TRENGGALEK, bioztv,id – Tiba dirumah duka, jenazah korban tawuran antar pesilat di Taiwan pada beberapa waktu lalu disambut ribuan peziaran. Para peziaran ini didominasi anggota perguruan pencak silat setia hati terate (PSHT). Ketua PSHT Trenggalek juga meminta agar anggotanya bisa menerima insiden ini sebagai musibah dan tidak terprovokasi.

Seperti inilah suasana duka saat jenazah Zaenal Fanani tiba dirumah duka yang ada di Desa Karanggandu,  Kecamatan Watulimo,  Trenggalek. Kedatangan jenazah disambut oleh keluarga serta ribuan anggota PSHT. Jenazah yang tiba di rumah duka,  kemudian langsung di sholati oleh keluarga serta ribuan anggota psht secara bergantian. Setelah itu,  jenazah Zaenal Fanani langsung diberangkatkan ke pemakaman yang tak jauh dari rumah duka.

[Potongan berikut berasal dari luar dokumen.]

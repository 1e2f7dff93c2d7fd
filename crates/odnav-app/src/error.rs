// Copyright 2026 Phillip Cloud
// Licensed under the Apache License, Version 2.0

use thiserror::Error;

/// Failures the browser recovers from locally. None of them ends the process.
#[derive(Debug, Clone, PartialEq, Eq, Error)]
pub enum BrowseError {
    #[error("transport error: {0}")]
    Transport(String),
    #[error("invalid record text: {0}")]
    Format(String),
    #[error("no key determined for record")]
    KeyResolution,
    #[error("{0}")]
    Precondition(String),
}

impl BrowseError {
    pub fn transport(error: &anyhow::Error) -> Self {
        Self::Transport(format!("{error:#}"))
    }

    pub fn precondition(message: impl Into<String>) -> Self {
        Self::Precondition(message.into())
    }
}
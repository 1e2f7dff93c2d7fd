// Copyright 2026 Phillip Cloud
// Licensed under the Apache License, Version 2.0

pub mod dispatch;

pub use dispatch::Dispatcher;

use anyhow::{Context, Result};
use crossterm::event::{
    self, Event as TerminalEvent, KeyCode, KeyEvent, KeyEventKind, KeyModifiers,
};
use crossterm::terminal::{disable_raw_mode, enable_raw_mode};
use crossterm::{execute, terminal};
use odnav_app::layout::{self, Allocation, Viewport};
use odnav_app::record::is_placeholder;
use odnav_app::{
    AppState, Column, Command, Completion, EditMode, EditSession, Event, LogLevel, Motion,
    RemoteService,
};
use ratatui::Terminal;
use ratatui::backend::CrosstermBackend;
use ratatui::layout::{Constraint, Direction, Layout, Rect};
use ratatui::style::{Color, Modifier, Style};
use ratatui::text::{Line, Span};
use ratatui::widgets::{Block, Borders, Clear, Paragraph};
use std::io;
use std::sync::Arc;
use std::sync::mpsc::{self, Receiver};
use std::time::Duration;

const POLL_INTERVAL: Duration = Duration::from_millis(120);
const LOADING_SUFFIX: &str = " (Loading...)";

pub fn run_app(state: &mut AppState, remote: Arc<dyn RemoteService>) -> Result<()> {
    enable_raw_mode().context("enable raw mode")?;
    let mut stdout = io::stdout();
    execute!(stdout, terminal::EnterAlternateScreen).context("enter alternate screen")?;

    let backend = CrosstermBackend::new(stdout);
    let mut terminal = Terminal::new(backend).context("create terminal")?;

    let (tx, rx) = mpsc::channel();
    let dispatcher = Dispatcher::new(remote, tx);

    let mut result = Ok(());
    match terminal.size() {
        Ok(size) => {
            state.dispatch(Event::Input(Command::Resize {
                width: size.width,
                height: size.height,
            }));
            dispatcher.submit_all(state.start());
        }
        Err(error) => result = Err(error).context("read terminal size"),
    }

    while result.is_ok() {
        process_completions(state, &dispatcher, &rx);

        if let Err(error) = terminal.draw(|frame| render(frame, state)) {
            result = Err(error).context("draw frame");
            break;
        }

        let has_event = match event::poll(POLL_INTERVAL) {
            Ok(has_event) => has_event,
            Err(error) => {
                result = Err(error).context("poll event");
                break;
            }
        };
        if !has_event {
            continue;
        }
        match event::read() {
            Ok(TerminalEvent::Key(key)) => {
                if handle_key_event(state, &dispatcher, key) {
                    break;
                }
            }
            Ok(TerminalEvent::Resize(width, height)) => {
                dispatcher.submit_all(
                    state.dispatch(Event::Input(Command::Resize { width, height })),
                );
            }
            Ok(_) => {}
            Err(error) => result = Err(error).context("read event"),
        }
    }

    disable_raw_mode().context("disable raw mode")?;
    execute!(io::stdout(), terminal::LeaveAlternateScreen).context("leave alternate screen")?;
    result
}

/// Feeds every completion that has arrived so far through the reducer and
/// dispatches whatever follow-up work it asks for.
fn process_completions(state: &mut AppState, dispatcher: &Dispatcher, rx: &Receiver<Completion>) {
    while let Ok(completion) = rx.try_recv() {
        dispatcher.submit_all(state.dispatch(Event::Completed(completion)));
    }
}

fn handle_key_event(state: &mut AppState, dispatcher: &Dispatcher, key: KeyEvent) -> bool {
    if key.kind != KeyEventKind::Press {
        return false;
    }
    if let Some(command) = command_for_key(state.editor.is_some(), key) {
        dispatcher.submit_all(state.dispatch(Event::Input(command)));
    }
    state.should_quit()
}

pub fn command_for_key(editing: bool, key: KeyEvent) -> Option<Command> {
    let ctrl = key.modifiers.contains(KeyModifiers::CONTROL);
    if ctrl && key.code == KeyCode::Char('c') {
        return Some(Command::Quit);
    }
    match key.code {
        KeyCode::F(10) => return Some(Command::Quit),
        KeyCode::F(9) => return Some(Command::ToggleLogs),
        KeyCode::PageUp => return Some(Command::Move(Motion::PageUp)),
        KeyCode::PageDown => return Some(Command::Move(Motion::PageDown)),
        _ => {}
    }

    if editing {
        return editor_command_for_key(key, ctrl);
    }

    let command = match key.code {
        KeyCode::Char('q') => Command::Quit,
        KeyCode::Up | KeyCode::Char('k') => Command::Move(Motion::Up),
        KeyCode::Down | KeyCode::Char('j') => Command::Move(Motion::Down),
        KeyCode::Home => Command::Move(Motion::Home),
        KeyCode::End => Command::Move(Motion::End),
        KeyCode::Right | KeyCode::Enter | KeyCode::Char('l') => Command::DrillIn,
        KeyCode::Left | KeyCode::Esc | KeyCode::Backspace | KeyCode::Char('h') => Command::Back,
        KeyCode::F(2) => Command::OpenEditor(EditMode::Create),
        KeyCode::F(3) => Command::Read,
        KeyCode::F(4) => Command::OpenEditor(EditMode::Update),
        KeyCode::F(5) => Command::OpenEditor(EditMode::Copy),
        _ => return None,
    };
    Some(command)
}

fn editor_command_for_key(key: KeyEvent, ctrl: bool) -> Option<Command> {
    let command = match key.code {
        KeyCode::F(2) => Command::Commit,
        KeyCode::Esc => Command::Cancel,
        KeyCode::Enter => Command::SplitLine,
        KeyCode::Backspace => Command::Backspace,
        KeyCode::Delete => Command::DeleteForward,
        KeyCode::Up => Command::Move(Motion::Up),
        KeyCode::Down => Command::Move(Motion::Down),
        KeyCode::Left => Command::Move(Motion::Left),
        KeyCode::Right => Command::Move(Motion::Right),
        KeyCode::Home if ctrl => Command::Move(Motion::BufferStart),
        KeyCode::End if ctrl => Command::Move(Motion::BufferEnd),
        KeyCode::Home => Command::Move(Motion::Home),
        KeyCode::End => Command::Move(Motion::End),
        KeyCode::Tab => Command::InsertChar(' '),
        KeyCode::Char(ch) if !ctrl && !key.modifiers.contains(KeyModifiers::ALT) => {
            Command::InsertChar(ch)
        }
        _ => return None,
    };
    Some(command)
}

fn cells(value: usize) -> u16 {
    u16::try_from(value).unwrap_or(u16::MAX)
}

fn render(frame: &mut ratatui::Frame<'_>, state: &AppState) {
    let area = frame.area();
    let allocation = layout::allocate(
        Viewport::new(area.width, area.height),
        state.stack.len(),
        state.stack.active_index(),
        state.show_logs,
    );
    let log_rows = if state.show_logs {
        allocation.log_height + 1
    } else {
        0
    };

    let rows = Layout::default()
        .direction(Direction::Vertical)
        .constraints([
            Constraint::Length(1),
            Constraint::Length(1),
            Constraint::Length(allocation.body_height),
            Constraint::Length(log_rows),
            Constraint::Min(0),
            Constraint::Length(1),
        ])
        .split(area);

    frame.render_widget(Paragraph::new(header_line(state)), rows[0]);
    render_body(frame, rows[2], state, &allocation);
    if state.show_logs {
        render_log(frame, rows[3], state);
    }
    let footer = Paragraph::new(footer_text(state.editor.is_some()))
        .style(Style::default().fg(Color::DarkGray));
    frame.render_widget(footer, rows[5]);

    if let Some(session) = &state.editor {
        render_editor(frame, session);
    }
}

fn header_line(state: &AppState) -> Line<'static> {
    let mut spans = vec![Span::styled(
        "odnav",
        Style::default()
            .fg(Color::Cyan)
            .add_modifier(Modifier::BOLD),
    )];
    match state.connection() {
        Some(service) => spans.push(Span::raw(format!(" | {}", service.name))),
        None => spans.push(Span::styled(
            " | no service",
            Style::default().fg(Color::DarkGray),
        )),
    }
    if state.loading() {
        spans.push(Span::styled(
            " | Loading...",
            Style::default().fg(Color::Yellow),
        ));
    }
    Line::from(spans)
}

fn footer_text(editing: bool) -> &'static str {
    if editing {
        "F2 save | Esc cancel | Ctrl+Home/Ctrl+End top/bottom | F9 log | F10 quit"
    } else {
        "↑↓ move | →/Enter open | ←/Esc back | F2 new | F3 read | F4 edit | F5 copy | F9 log | q quit"
    }
}

/// Index of the leftmost column that still fits in `room` cells when
/// columns are laid out right to left. The last column always shows.
fn first_visible_column(widths: &[u16], room: u16) -> usize {
    let mut total = 0_u32;
    let mut first = widths.len();
    for (index, width) in widths.iter().enumerate().rev() {
        total += u32::from(*width);
        if total > u32::from(room) && first < widths.len() {
            break;
        }
        first = index;
    }
    first
}

fn render_body(frame: &mut ratatui::Frame<'_>, area: Rect, state: &AppState, allocation: &Allocation) {
    let preview_width = allocation.preview_width.min(area.width);
    let room = area.width - preview_width;
    let first = first_visible_column(&allocation.column_widths, room);

    let mut x = area.x;
    for (column, width) in state
        .stack
        .columns()
        .iter()
        .zip(&allocation.column_widths)
        .skip(first)
    {
        let width = (*width).min(area.x + room - x);
        if width == 0 {
            break;
        }
        render_column(frame, Rect::new(x, area.y, width, area.height), column);
        x += width;
    }

    render_preview(
        frame,
        Rect::new(area.x + room, area.y, preview_width, area.height),
        state,
    );
}

/// Column title, annotated with the visible range once the rows overflow.
fn title_with_range(title: &str, scroll: usize, rows: usize, total: usize) -> String {
    if rows == 0 || total <= rows {
        return title.to_owned();
    }
    let last = (scroll + rows).min(total);
    format!("{title} ({}-{last}/{total})", scroll + 1)
}

fn render_column(frame: &mut ratatui::Frame<'_>, area: Rect, column: &Column) {
    let rows = usize::from(area.height.saturating_sub(2));
    let title = title_with_range(&column.title, column.scroll_offset, rows, column.items.len());
    let border = if column.focused {
        Style::default().fg(Color::Cyan)
    } else {
        Style::default().fg(Color::DarkGray)
    };

    let lines = column
        .items
        .iter()
        .enumerate()
        .skip(column.scroll_offset)
        .take(rows)
        .map(|(index, item)| {
            let style = if index == column.cursor && column.focused {
                Style::default()
                    .fg(Color::Black)
                    .bg(Color::Cyan)
                    .add_modifier(Modifier::BOLD)
            } else if index == column.cursor {
                Style::default().add_modifier(Modifier::REVERSED)
            } else if is_placeholder(item) {
                Style::default().fg(Color::DarkGray)
            } else {
                Style::default()
            };
            Line::styled(item.clone(), style)
        })
        .collect::<Vec<_>>();

    let widget = Paragraph::new(lines).block(
        Block::default()
            .title(title)
            .borders(Borders::ALL)
            .border_style(border),
    );
    frame.render_widget(widget, area);
}

fn render_preview(frame: &mut ratatui::Frame<'_>, area: Rect, state: &AppState) {
    if area.width == 0 {
        return;
    }
    let preview = &state.preview;
    let mut title = preview.title.clone();
    if preview.loading {
        title.push_str(LOADING_SUFFIX);
    }
    let rows = usize::from(area.height.saturating_sub(2));
    let lines = preview
        .items
        .iter()
        .take(rows)
        .map(|item| Line::raw(item.clone()))
        .collect::<Vec<_>>();
    let widget = Paragraph::new(lines)
        .style(Style::default().fg(Color::Gray))
        .block(
            Block::default()
                .title(title)
                .borders(Borders::ALL)
                .border_style(Style::default().fg(Color::Magenta)),
        );
    frame.render_widget(widget, area);
}

fn render_log(frame: &mut ratatui::Frame<'_>, area: Rect, state: &AppState) {
    let rows = usize::from(area.height.saturating_sub(1));
    let title = if state.loading() {
        "Log [Loading...]"
    } else {
        "Log"
    };
    let lines = state
        .log
        .tail(rows)
        .map(|entry| {
            let style = match entry.level {
                LogLevel::Info => Style::default(),
                LogLevel::Warn => Style::default().fg(Color::Yellow),
                LogLevel::Error => Style::default().fg(Color::Red),
            };
            Line::styled(entry.render(), style)
        })
        .collect::<Vec<_>>();
    let widget = Paragraph::new(lines).block(Block::default().title(title).borders(Borders::TOP));
    frame.render_widget(widget, area);
}

fn editor_title(session: &EditSession) -> String {
    let verb = match session.mode {
        EditMode::Create => "Create",
        EditMode::Update => "Update",
        EditMode::Copy => "Copy",
    };
    let saving = if session.pending.is_some() {
        " (saving...)"
    } else {
        ""
    };
    format!("{verb} record in {}{saving}", session.collection)
}

/// First character column shown so the cursor stays inside `width`.
fn horizontal_offset(cursor_col: usize, width: u16) -> usize {
    let width = usize::from(width.max(1));
    (cursor_col + 1).saturating_sub(width)
}

fn render_editor(frame: &mut ratatui::Frame<'_>, session: &EditSession) {
    let area = frame.area();
    let (width, height) = layout::editor_size(Viewport::new(area.width, area.height));
    let popup = Rect::new(
        area.x + (area.width - width) / 2,
        area.y + (area.height - height) / 2,
        width,
        height,
    );
    frame.render_widget(Clear, popup);

    let block = Block::default()
        .title(editor_title(session))
        .borders(Borders::ALL)
        .border_style(Style::default().fg(Color::Cyan));
    let inner = block.inner(popup);
    frame.render_widget(block, popup);

    let parts = Layout::default()
        .direction(Direction::Vertical)
        .constraints([
            Constraint::Min(0),
            Constraint::Length(1),
            Constraint::Length(1),
        ])
        .split(inner);
    let text_area = parts[0];

    let buffer = &session.buffer;
    let (cursor_line, cursor_col) = buffer.cursor();
    let scroll = buffer.scroll_line();
    let offset = horizontal_offset(cursor_col, text_area.width);
    let lines = buffer
        .lines()
        .iter()
        .skip(scroll)
        .take(usize::from(text_area.height))
        .map(|line| Line::raw(line.chars().skip(offset).collect::<String>()))
        .collect::<Vec<_>>();
    frame.render_widget(Paragraph::new(lines), text_area);

    let hint = format!(
        "F2 save | Esc cancel | Ln {}, Col {}",
        cursor_line + 1,
        cursor_col + 1
    );
    frame.render_widget(
        Paragraph::new(hint).style(Style::default().fg(Color::DarkGray)),
        parts[2],
    );

    if cursor_line >= scroll && cursor_line < scroll + usize::from(text_area.height) {
        frame.set_cursor_position((
            text_area.x + cells(cursor_col - offset),
            text_area.y + cells(cursor_line - scroll),
        ));
    }
}
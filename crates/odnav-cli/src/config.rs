// Copyright 2026 Phillip Cloud
// Licensed under the Apache License, Version 2.0

use anyhow::{Context, Result, anyhow, bail};
use odnav_app::ServiceConfig;
use serde::Deserialize;
use std::collections::BTreeSet;
use std::env;
use std::fs;
use std::path::{Path, PathBuf};
use std::time::Duration;

pub const APP_NAME: &str = "odnav";

const CONFIG_VERSION: i64 = 1;
const DEFAULT_PAGE_SIZE: i64 = 10;
const DEFAULT_TIMEOUT: &str = "30s";

const DEFAULT_SERVICES: [(&str, &str); 3] = [
    (
        "OData.org Demo",
        "https://services.odata.org/V2/OData/OData.svc",
    ),
    (
        "Northwind V3",
        "https://services.odata.org/V3/Northwind/Northwind.svc",
    ),
    (
        "TripPin (V4)",
        "https://services.odata.org/V4/TripPinServiceRW",
    ),
];

#[derive(Debug, Clone, Deserialize)]
pub struct Config {
    pub version: i64,
    #[serde(default)]
    pub remote: Remote,
    #[serde(default)]
    pub ui: Ui,
    #[serde(default)]
    pub services: Vec<ServiceEntry>,
}

impl Default for Config {
    fn default() -> Self {
        Self {
            version: CONFIG_VERSION,
            remote: Remote::default(),
            ui: Ui::default(),
            services: Vec::new(),
        }
    }
}

#[derive(Debug, Clone, Deserialize)]
pub struct Remote {
    pub page_size: Option<i64>,
    pub timeout: Option<String>,
}

impl Default for Remote {
    fn default() -> Self {
        Self {
            page_size: Some(DEFAULT_PAGE_SIZE),
            timeout: Some(DEFAULT_TIMEOUT.to_owned()),
        }
    }
}

#[derive(Debug, Clone, Deserialize)]
pub struct Ui {
    pub show_logs: Option<bool>,
}

impl Default for Ui {
    fn default() -> Self {
        Self {
            show_logs: Some(true),
        }
    }
}

#[derive(Debug, Clone, Deserialize)]
pub struct ServiceEntry {
    pub name: String,
    pub url: String,
    pub username: Option<String>,
    pub password: Option<String>,
}

/// A single ad-hoc service given on the command line or in the environment.
#[derive(Debug, Clone, Default, PartialEq, Eq)]
pub struct ServiceOverride {
    pub url: Option<String>,
    pub username: Option<String>,
    pub password: Option<String>,
}

impl ServiceOverride {
    pub fn from_env() -> Self {
        let read = |name: &str| env::var(name).ok().filter(|value| !value.is_empty());
        Self {
            url: read("ODATA_URL"),
            username: read("ODATA_USER"),
            password: read("ODATA_PASS"),
        }
    }

    fn into_service(self, name: &str) -> Option<ServiceConfig> {
        let url = self.url.filter(|url| !url.is_empty())?;
        let mut service = ServiceConfig::new(name, url);
        service.username = self.username.filter(|value| !value.is_empty());
        service.password = self.password.filter(|value| !value.is_empty());
        Some(service)
    }
}

impl Config {
    pub fn default_path() -> Result<PathBuf> {
        if let Some(path) = env::var_os("ODNAV_CONFIG_PATH") {
            return Ok(PathBuf::from(path));
        }

        let config_root = dirs::config_dir().ok_or_else(|| {
            anyhow!("cannot resolve config directory; set ODNAV_CONFIG_PATH to the config file")
        })?;
        Ok(config_root.join(APP_NAME).join("config.toml"))
    }

    pub fn load(path: &Path) -> Result<Self> {
        if !path.exists() {
            return Ok(Self::default());
        }

        let raw = fs::read_to_string(path)
            .with_context(|| format!("read config file {}", path.display()))?;
        let value: toml::Value = toml::from_str(&raw)
            .with_context(|| format!("parse TOML config {}", path.display()))?;

        let version = value
            .get("version")
            .and_then(toml::Value::as_integer)
            .ok_or_else(|| {
                anyhow!(
                    "config file {} is not versioned. Add `version = 1` and put settings under [remote], [ui] and [[services]]",
                    path.display()
                )
            })?;

        if version != CONFIG_VERSION {
            bail!(
                "unsupported config version {} in {}; expected version = 1",
                version,
                path.display()
            );
        }

        let config: Config = value
            .try_into()
            .with_context(|| format!("decode config {}", path.display()))?;
        config.validate(path)?;
        Ok(config)
    }

    fn validate(&self, path: &Path) -> Result<()> {
        if let Some(page_size) = self.remote.page_size
            && page_size <= 0
        {
            bail!(
                "remote.page_size in {} must be positive, got {}",
                path.display(),
                page_size
            );
        }

        if let Some(timeout) = &self.remote.timeout {
            let parsed = parse_duration(timeout)?;
            if parsed <= Duration::ZERO {
                bail!(
                    "remote.timeout in {} must be positive, got {}",
                    path.display(),
                    timeout
                );
            }
        }

        let mut names = BTreeSet::new();
        for (index, service) in self.services.iter().enumerate() {
            if service.name.trim().is_empty() {
                bail!(
                    "services[{index}] in {} needs a non-empty name",
                    path.display()
                );
            }
            if !(service.url.starts_with("http://") || service.url.starts_with("https://")) {
                bail!(
                    "service {:?} in {} must have an http(s) url, got {:?}",
                    service.name,
                    path.display(),
                    service.url
                );
            }
            if !names.insert(service.name.as_str()) {
                bail!(
                    "service name {:?} appears more than once in {}",
                    service.name,
                    path.display()
                );
            }
        }

        Ok(())
    }

    pub fn page_size(&self) -> usize {
        self.remote
            .page_size
            .and_then(|size| usize::try_from(size).ok())
            .filter(|size| *size > 0)
            .unwrap_or(DEFAULT_PAGE_SIZE as usize)
    }

    pub fn timeout(&self) -> Result<Duration> {
        parse_duration(self.remote.timeout.as_deref().unwrap_or(DEFAULT_TIMEOUT))
    }

    pub fn show_logs(&self) -> bool {
        self.ui.show_logs.unwrap_or(true)
    }

    /// The services offered at the root, highest priority first: the
    /// command line, then the environment, then the file, then the
    /// built-in demo services.
    pub fn services(&self, cli: ServiceOverride, env: ServiceOverride) -> Vec<ServiceConfig> {
        if let Some(service) = cli.into_service("CLI Service") {
            return vec![service];
        }
        if let Some(service) = env.into_service("Environment Service") {
            return vec![service];
        }
        if !self.services.is_empty() {
            return self
                .services
                .iter()
                .map(|entry| ServiceConfig {
                    name: entry.name.clone(),
                    url: entry.url.clone(),
                    username: entry.username.clone().filter(|value| !value.is_empty()),
                    password: entry.password.clone().filter(|value| !value.is_empty()),
                })
                .collect();
        }
        DEFAULT_SERVICES
            .iter()
            .map(|(name, url)| ServiceConfig::new(*name, *url))
            .collect()
    }

    pub fn example_config(path: &Path) -> String {
        format!(
            "# odnav config\n# Place this file at: {}\n\nversion = 1\n\n[remote]\n# Records fetched per list request; drilling [...more items] adds another page\npage_size = {}\n# <N>ms, <N>s or <N>m\ntimeout = \"{}\"\n\n[ui]\nshow_logs = true\n\n# Without any [[services]] the public OData demo services are listed.\n[[services]]\nname = \"{}\"\nurl = \"{}\"\n# username = \"optional\"\n# password = \"optional\"\n",
            path.display(),
            DEFAULT_PAGE_SIZE,
            DEFAULT_TIMEOUT,
            DEFAULT_SERVICES[1].0,
            DEFAULT_SERVICES[1].1,
        )
    }
}

fn parse_duration(raw: &str) -> Result<Duration> {
    if let Some(value) = raw.strip_suffix("ms") {
        let millis: u64 = value
            .parse()
            .with_context(|| format!("invalid timeout duration {raw:?}"))?;
        return Ok(Duration::from_millis(millis));
    }
    if let Some(value) = raw.strip_suffix('s') {
        let secs: u64 = value
            .parse()
            .with_context(|| format!("invalid timeout duration {raw:?}"))?;
        return Ok(Duration::from_secs(secs));
    }
    if let Some(value) = raw.strip_suffix('m') {
        let mins: u64 = value
            .parse()
            .with_context(|| format!("invalid timeout duration {raw:?}"))?;
        let secs = mins
            .checked_mul(60)
            .ok_or_else(|| anyhow!("timeout {raw:?} is too large"))?;
        return Ok(Duration::from_secs(secs));
    }

    bail!("invalid duration {raw:?}; use one of: <N>ms, <N>s, <N>m (for example 500ms or 30s)")
}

Ketua Cabang PSHT Trenggalek,  Wijiono menyampaikan, pihaknya turut bela sungkawa dan duka mendalam atas meninggalnya zaenal fanani dalam insiden bentrok antar pesilat di taiwan. Pihaknya berharap,  agar anggota PSHT bisa menerima insiden ini sebagai musibah dan tidak terprovokasi yang menyebabkan gesekan antar kelompok di Trenggalek. Almarhum Zaenal fanani merupakan warga PSHT Trenggalek yang disahkan pada Tahun 2011 silam. Dimana dia telah mengabdikan dan mengembangkan organisasi PSHT hingga akhir hayatnya.

Sekedar diketahui bahwa, tawuran antar kelompok pesilat yang melibatkan PMI pada 2 september 2023 ini terjadi di luar stasiun kereta api Taiwan Barat, tepatnya di Kota Changhua. Dalam bentrokan kelompok pesilat PMI itu mengakibatkan satu kematian, dan satu orang cedera serius. Akibat kejadian ini Polisi Taiwan  mengamankan 29 orang. Selanjutnya, dari 29 orang tersebut 15 orang diantaranya ditetapkan sebagai tersangka. Polisi juga menemukan adanya sejumlah senjata tajam yang diduga digunakan untuk tawuran.